All that should come back is the lines of the data below from the one containing "filename crates/server/src/main.rs" to the one containing "use tracing_subscriber::layer::SubscriberExt;", inclusive, exactly as they stand.

Saved entries:
[Start of Attachment]

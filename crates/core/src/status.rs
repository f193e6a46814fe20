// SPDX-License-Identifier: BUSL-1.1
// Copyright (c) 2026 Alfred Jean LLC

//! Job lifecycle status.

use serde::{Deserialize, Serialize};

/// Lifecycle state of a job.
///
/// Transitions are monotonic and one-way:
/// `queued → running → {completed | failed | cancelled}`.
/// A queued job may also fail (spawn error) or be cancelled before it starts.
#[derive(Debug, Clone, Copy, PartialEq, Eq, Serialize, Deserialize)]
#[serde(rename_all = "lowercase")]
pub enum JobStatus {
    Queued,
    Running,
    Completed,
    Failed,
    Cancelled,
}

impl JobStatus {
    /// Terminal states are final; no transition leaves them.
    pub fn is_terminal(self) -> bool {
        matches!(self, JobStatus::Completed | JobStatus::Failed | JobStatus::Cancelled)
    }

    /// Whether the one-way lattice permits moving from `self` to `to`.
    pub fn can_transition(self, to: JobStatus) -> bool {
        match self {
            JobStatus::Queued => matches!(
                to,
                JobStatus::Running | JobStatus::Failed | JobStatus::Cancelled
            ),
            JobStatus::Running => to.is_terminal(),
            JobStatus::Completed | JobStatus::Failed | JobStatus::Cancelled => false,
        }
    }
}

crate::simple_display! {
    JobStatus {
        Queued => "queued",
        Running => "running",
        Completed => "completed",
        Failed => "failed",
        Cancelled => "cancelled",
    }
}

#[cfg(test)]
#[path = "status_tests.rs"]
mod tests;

[End of Attachment]
[Start of Attachment]

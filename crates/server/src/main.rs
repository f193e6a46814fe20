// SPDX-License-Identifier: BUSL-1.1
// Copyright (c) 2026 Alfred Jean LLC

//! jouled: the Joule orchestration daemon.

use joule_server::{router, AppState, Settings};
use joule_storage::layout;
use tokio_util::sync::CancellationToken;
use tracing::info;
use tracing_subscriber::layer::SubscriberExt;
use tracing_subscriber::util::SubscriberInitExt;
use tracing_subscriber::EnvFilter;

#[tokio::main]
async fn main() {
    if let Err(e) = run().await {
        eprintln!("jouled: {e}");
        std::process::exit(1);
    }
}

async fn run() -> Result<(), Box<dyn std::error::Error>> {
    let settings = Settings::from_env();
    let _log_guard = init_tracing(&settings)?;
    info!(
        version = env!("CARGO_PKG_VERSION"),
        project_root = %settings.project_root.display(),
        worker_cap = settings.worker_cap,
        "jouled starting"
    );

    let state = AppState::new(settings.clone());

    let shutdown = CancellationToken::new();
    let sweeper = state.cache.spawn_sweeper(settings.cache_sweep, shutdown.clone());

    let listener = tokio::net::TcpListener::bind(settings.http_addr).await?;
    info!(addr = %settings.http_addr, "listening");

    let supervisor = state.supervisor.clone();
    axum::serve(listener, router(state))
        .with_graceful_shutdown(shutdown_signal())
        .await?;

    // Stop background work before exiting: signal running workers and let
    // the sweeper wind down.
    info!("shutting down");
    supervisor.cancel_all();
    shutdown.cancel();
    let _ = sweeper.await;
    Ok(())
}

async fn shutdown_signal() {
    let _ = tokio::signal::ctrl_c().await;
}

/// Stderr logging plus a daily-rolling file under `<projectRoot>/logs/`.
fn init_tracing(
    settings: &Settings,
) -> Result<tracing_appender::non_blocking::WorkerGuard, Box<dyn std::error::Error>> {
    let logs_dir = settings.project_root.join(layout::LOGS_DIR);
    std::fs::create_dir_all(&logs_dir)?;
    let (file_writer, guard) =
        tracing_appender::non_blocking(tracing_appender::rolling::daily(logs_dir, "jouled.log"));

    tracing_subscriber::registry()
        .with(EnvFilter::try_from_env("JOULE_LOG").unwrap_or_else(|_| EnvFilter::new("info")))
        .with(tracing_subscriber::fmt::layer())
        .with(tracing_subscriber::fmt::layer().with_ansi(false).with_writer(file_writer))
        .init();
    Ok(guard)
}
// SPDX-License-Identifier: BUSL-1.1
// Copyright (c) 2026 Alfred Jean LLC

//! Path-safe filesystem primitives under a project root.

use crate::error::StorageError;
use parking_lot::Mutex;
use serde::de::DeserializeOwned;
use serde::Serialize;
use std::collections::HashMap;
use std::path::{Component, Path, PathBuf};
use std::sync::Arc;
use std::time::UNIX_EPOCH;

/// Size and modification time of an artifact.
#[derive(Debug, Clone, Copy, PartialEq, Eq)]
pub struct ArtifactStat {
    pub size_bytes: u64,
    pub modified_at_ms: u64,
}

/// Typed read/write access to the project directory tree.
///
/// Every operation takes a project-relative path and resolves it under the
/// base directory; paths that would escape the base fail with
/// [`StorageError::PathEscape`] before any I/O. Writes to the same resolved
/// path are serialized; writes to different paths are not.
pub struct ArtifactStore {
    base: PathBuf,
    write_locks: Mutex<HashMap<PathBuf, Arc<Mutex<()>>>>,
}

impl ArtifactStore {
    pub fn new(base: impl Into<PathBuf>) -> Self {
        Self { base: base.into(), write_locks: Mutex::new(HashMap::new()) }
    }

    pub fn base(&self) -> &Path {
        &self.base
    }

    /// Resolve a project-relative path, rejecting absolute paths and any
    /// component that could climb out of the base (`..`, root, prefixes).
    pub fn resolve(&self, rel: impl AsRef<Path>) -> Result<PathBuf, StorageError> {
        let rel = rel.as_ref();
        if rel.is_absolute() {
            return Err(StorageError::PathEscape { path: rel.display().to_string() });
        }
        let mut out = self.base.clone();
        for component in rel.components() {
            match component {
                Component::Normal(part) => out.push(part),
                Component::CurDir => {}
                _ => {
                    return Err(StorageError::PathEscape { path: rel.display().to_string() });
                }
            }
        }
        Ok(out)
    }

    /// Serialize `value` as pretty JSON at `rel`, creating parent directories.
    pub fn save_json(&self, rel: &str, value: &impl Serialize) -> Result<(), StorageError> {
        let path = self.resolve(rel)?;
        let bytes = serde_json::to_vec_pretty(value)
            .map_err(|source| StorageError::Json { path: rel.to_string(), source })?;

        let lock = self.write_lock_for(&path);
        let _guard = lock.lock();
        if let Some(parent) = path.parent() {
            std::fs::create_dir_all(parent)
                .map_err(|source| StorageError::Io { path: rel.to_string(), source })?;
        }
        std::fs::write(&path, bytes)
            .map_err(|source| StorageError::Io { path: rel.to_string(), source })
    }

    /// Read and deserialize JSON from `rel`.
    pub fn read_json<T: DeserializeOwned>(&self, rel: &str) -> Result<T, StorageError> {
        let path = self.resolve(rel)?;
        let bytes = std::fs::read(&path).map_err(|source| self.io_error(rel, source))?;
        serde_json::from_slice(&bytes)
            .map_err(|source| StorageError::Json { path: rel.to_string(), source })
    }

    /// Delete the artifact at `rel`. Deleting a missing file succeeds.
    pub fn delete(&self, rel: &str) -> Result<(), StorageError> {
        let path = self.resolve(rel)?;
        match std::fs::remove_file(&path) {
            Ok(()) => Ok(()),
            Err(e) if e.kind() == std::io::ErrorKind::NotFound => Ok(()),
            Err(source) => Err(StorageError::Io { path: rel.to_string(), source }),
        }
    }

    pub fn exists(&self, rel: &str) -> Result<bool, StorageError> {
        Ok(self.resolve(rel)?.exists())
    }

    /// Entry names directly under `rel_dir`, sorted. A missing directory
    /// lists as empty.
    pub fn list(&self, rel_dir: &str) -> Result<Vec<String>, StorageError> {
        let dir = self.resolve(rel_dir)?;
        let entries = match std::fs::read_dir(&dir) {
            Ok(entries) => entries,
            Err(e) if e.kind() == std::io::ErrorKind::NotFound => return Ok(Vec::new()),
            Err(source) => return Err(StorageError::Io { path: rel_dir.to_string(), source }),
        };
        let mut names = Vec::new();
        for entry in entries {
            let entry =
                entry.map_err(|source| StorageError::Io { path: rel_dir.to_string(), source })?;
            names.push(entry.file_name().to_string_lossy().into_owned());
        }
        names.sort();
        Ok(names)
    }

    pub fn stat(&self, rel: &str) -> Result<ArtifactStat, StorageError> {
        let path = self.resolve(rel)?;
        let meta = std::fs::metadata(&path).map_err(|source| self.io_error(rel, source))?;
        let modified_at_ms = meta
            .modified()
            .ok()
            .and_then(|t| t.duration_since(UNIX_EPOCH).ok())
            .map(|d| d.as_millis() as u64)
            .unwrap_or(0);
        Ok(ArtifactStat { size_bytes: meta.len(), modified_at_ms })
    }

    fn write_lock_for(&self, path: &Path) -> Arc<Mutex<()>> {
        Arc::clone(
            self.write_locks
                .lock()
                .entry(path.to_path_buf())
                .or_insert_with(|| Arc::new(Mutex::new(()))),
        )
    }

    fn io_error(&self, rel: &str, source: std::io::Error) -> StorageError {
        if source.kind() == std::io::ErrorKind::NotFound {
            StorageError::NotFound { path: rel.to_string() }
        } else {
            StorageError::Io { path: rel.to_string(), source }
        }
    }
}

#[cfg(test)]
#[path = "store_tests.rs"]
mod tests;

[End of Attachment]
[Start of Attachment]

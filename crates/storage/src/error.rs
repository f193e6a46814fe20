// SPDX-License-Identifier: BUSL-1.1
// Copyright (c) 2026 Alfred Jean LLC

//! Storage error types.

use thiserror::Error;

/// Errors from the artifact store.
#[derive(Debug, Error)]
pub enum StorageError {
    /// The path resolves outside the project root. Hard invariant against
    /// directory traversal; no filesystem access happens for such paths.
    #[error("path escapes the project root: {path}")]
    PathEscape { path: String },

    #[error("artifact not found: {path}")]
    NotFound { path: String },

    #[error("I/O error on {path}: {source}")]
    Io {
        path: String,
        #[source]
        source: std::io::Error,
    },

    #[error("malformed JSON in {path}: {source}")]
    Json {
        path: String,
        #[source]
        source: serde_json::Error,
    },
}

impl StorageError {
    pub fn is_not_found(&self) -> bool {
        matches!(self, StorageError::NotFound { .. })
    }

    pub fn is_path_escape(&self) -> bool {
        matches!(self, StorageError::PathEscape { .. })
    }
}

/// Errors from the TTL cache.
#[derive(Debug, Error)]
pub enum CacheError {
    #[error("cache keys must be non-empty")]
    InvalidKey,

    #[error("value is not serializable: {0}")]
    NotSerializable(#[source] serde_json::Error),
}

[End of Attachment]

Your solution ->
filename crates/server/src/main.rs
repository f193e6a46814fe20
// SPDX-License-Identifier: BUSL-1.1
// Copyright (c) 2026 Alfred Jean LLC

//! jouled: the Joule orchestration daemon.

use joule_server::{router, AppState, Settings};
use joule_storage::layout;
use tokio_util::sync::CancellationToken;
use tracing::info;
use tracing_subscriber::layer::SubscriberExt;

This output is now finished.